··· Extracted data

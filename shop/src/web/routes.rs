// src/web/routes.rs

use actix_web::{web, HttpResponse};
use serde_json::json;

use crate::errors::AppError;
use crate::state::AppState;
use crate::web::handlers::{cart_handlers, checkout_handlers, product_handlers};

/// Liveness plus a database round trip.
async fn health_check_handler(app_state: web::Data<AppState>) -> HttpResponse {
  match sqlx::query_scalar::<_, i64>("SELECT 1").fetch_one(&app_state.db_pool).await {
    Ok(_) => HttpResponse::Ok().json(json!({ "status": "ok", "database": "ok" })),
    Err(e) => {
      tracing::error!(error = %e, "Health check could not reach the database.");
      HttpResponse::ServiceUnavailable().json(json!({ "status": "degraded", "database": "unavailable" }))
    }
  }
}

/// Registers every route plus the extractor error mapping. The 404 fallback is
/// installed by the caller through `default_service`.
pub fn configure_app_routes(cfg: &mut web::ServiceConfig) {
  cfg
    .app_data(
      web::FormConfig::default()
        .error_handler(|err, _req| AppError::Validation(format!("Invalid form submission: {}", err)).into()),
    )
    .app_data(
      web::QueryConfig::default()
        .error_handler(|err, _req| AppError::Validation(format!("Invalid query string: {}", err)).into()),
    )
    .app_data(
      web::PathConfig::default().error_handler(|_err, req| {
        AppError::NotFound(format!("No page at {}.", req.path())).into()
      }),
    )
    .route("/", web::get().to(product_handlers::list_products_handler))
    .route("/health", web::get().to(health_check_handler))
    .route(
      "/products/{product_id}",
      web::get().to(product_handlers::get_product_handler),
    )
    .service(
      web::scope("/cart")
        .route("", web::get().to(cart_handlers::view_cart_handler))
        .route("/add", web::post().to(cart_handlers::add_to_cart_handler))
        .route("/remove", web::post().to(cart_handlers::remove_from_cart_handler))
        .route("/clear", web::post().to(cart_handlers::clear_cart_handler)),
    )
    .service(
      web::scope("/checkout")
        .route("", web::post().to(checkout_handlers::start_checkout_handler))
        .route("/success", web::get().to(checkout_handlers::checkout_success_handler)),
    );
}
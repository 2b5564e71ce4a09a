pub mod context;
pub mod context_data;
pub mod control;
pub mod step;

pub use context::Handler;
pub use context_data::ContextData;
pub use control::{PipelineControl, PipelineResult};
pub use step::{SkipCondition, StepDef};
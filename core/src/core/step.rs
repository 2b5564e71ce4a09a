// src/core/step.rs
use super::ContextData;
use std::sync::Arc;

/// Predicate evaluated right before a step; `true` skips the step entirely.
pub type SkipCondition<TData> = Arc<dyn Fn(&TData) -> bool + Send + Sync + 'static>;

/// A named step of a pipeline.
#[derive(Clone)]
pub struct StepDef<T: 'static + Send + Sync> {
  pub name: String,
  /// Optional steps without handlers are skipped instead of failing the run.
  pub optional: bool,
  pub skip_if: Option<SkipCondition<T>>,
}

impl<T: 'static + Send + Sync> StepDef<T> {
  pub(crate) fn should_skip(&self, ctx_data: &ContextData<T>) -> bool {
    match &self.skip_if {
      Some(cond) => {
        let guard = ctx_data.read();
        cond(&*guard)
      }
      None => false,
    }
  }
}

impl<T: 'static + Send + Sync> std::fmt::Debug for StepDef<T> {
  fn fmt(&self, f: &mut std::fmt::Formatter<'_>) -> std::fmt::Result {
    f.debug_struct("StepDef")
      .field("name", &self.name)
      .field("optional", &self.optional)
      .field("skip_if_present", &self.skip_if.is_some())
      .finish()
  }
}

······
··· Extracted data

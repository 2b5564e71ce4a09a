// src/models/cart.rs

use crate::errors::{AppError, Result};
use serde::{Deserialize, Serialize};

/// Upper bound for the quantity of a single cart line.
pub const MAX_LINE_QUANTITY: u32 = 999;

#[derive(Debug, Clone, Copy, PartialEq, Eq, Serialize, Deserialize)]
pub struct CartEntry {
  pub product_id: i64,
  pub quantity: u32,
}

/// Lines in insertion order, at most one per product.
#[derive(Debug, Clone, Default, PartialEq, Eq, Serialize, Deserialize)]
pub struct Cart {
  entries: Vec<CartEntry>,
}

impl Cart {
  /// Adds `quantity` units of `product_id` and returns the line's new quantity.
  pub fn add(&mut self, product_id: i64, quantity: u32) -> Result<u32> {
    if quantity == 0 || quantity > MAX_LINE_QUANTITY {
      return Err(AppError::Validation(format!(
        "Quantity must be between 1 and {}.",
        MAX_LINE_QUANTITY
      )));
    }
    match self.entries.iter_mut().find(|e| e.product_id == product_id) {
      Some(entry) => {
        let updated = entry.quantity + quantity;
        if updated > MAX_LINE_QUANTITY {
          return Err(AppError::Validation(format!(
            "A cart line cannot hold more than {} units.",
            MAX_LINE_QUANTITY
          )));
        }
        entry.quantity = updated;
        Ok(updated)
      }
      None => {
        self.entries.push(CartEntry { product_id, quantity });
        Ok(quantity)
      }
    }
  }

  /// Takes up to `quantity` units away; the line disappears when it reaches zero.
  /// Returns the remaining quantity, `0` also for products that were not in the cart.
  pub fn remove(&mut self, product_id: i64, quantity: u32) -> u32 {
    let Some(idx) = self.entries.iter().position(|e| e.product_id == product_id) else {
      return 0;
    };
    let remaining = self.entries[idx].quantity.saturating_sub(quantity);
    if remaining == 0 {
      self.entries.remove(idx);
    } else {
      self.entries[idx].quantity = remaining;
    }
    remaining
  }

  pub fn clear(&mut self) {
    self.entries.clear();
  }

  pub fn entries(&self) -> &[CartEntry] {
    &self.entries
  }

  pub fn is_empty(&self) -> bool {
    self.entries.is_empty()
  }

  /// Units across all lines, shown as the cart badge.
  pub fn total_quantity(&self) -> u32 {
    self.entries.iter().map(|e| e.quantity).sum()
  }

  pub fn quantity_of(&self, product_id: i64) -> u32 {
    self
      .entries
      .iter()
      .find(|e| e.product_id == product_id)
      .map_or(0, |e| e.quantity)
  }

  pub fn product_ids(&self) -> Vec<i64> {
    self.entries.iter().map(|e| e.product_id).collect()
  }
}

······

=== Your instructions ===
Among the lines above, which ones hold the string "Send"? Show them.

=== Solution to this exercise ===
pub type SkipCondition<TData> = Arc<dyn Fn(&TData) -> bool + Send + Sync + 'static>;
pub struct StepDef<T: 'static + Send + Sync> {
impl<T: 'static + Send + Sync> StepDef<T> {
impl<T: 'static + Send + Sync> std::fmt::Debug for StepDef<T> {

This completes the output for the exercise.